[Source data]
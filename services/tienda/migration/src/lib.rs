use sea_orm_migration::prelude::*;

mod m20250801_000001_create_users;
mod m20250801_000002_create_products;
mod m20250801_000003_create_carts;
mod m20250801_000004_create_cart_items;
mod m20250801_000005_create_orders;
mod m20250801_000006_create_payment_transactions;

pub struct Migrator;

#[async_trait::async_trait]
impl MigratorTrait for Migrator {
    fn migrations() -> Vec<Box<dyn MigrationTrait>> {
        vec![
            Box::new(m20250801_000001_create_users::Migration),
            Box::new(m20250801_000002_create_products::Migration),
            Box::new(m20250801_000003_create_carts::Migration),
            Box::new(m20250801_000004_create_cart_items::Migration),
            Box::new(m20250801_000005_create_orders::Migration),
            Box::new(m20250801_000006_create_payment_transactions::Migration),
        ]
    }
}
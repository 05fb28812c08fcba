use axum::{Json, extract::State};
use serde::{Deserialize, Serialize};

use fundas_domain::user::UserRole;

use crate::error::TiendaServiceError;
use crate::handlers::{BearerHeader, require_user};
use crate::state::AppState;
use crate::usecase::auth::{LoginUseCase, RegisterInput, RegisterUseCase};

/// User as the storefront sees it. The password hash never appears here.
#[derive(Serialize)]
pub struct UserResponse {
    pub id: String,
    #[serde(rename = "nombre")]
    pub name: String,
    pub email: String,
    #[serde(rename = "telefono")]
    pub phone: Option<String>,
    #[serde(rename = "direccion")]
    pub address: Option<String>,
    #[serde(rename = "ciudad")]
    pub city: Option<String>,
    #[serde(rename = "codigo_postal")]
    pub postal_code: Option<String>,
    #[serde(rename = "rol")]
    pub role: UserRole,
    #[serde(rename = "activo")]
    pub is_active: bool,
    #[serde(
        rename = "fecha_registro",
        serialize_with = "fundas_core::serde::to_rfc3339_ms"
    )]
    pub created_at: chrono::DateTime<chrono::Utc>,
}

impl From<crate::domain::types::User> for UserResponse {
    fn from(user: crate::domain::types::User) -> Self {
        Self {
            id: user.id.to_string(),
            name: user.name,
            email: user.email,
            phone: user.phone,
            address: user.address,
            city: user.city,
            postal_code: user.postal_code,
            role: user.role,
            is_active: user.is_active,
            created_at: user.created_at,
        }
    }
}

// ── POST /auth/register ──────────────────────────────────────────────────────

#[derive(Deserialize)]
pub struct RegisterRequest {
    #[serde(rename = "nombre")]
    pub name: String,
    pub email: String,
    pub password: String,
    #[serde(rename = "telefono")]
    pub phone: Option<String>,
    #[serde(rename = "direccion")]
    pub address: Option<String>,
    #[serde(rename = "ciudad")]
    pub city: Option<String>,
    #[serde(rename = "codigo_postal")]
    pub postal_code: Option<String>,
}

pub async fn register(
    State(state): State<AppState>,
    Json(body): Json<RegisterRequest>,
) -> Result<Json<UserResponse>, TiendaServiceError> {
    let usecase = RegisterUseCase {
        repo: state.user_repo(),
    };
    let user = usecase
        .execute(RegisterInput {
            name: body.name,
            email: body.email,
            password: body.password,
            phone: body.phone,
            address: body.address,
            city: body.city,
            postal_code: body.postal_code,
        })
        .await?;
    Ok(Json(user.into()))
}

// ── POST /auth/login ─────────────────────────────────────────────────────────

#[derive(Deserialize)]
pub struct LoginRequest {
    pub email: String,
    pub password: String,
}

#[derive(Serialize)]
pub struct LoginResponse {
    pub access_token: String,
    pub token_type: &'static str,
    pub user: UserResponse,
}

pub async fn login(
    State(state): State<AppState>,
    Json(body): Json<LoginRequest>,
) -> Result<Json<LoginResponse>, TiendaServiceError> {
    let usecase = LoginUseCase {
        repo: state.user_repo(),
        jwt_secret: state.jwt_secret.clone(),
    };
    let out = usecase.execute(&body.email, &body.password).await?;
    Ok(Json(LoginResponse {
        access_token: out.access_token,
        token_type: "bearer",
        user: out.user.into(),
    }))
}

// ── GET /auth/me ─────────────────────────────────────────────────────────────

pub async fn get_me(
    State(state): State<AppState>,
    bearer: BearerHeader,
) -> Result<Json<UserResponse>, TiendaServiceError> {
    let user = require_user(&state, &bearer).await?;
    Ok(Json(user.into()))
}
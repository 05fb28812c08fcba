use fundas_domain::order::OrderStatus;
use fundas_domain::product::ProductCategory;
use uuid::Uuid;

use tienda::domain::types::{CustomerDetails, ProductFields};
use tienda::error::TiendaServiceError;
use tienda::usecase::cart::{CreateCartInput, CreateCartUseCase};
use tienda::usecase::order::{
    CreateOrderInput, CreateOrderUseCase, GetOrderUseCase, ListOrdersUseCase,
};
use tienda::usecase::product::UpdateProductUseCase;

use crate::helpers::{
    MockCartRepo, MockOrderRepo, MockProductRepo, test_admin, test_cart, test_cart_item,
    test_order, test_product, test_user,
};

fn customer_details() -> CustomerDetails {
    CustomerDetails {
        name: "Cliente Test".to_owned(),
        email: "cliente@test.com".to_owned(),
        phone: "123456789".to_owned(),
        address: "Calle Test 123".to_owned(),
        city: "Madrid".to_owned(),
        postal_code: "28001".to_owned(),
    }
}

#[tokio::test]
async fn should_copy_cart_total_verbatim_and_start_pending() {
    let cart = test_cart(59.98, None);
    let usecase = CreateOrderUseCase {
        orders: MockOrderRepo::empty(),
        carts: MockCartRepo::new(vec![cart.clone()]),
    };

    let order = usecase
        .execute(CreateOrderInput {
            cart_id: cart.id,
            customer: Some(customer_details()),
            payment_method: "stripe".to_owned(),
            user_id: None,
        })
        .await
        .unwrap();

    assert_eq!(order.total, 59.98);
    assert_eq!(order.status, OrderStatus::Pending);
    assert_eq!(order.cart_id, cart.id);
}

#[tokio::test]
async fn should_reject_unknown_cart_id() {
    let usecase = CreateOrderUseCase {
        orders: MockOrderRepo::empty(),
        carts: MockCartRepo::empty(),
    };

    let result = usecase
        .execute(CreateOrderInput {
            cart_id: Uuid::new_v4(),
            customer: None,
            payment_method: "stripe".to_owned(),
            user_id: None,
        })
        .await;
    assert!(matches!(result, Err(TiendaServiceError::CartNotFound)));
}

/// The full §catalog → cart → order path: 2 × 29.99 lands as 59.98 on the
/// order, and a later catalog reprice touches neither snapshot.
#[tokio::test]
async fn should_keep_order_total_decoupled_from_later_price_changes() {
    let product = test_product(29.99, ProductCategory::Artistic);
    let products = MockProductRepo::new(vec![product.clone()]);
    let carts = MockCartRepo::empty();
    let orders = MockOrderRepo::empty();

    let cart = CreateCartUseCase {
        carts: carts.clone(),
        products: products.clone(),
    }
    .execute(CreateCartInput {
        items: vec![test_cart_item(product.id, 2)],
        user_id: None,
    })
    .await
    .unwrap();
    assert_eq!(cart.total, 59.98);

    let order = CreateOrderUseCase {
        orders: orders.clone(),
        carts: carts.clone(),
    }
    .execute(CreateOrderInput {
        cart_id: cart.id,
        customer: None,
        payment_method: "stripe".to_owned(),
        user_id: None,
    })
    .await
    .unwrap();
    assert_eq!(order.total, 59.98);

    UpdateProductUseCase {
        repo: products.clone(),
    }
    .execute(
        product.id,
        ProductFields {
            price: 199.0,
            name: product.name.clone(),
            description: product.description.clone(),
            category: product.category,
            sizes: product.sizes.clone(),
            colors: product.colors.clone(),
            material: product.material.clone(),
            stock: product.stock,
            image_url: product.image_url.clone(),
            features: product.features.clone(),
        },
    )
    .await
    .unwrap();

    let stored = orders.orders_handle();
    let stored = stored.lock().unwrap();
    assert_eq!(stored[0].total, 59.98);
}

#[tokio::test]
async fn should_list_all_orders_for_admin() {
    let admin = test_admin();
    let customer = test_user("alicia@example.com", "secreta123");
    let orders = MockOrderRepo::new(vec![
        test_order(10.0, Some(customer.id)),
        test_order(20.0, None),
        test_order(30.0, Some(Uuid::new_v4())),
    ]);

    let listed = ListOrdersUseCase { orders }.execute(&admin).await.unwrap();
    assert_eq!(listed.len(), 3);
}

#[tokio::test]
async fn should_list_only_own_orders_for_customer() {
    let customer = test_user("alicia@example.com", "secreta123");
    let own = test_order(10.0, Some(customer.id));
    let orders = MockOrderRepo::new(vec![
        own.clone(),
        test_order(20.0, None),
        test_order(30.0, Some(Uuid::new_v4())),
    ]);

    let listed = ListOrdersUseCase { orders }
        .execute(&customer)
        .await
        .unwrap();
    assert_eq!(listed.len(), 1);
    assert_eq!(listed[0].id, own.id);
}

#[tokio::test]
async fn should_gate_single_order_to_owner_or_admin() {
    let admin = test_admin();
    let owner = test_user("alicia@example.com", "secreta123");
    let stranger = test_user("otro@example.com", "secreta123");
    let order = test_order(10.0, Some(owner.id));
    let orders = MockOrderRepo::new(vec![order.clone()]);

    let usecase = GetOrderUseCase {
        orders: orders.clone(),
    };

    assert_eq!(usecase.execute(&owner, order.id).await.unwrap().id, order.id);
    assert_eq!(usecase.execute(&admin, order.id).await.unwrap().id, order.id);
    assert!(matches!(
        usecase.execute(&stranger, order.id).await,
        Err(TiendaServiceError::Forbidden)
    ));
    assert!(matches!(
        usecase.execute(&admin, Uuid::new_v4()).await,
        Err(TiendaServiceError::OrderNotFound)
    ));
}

- _Work to be completed_
The lines to show are those in the data above that include "CreateCartUseCase".

- _Response area_
use tienda::usecase::cart::{CreateCartInput, CreateCartUseCase};
    let cart = CreateCartUseCase {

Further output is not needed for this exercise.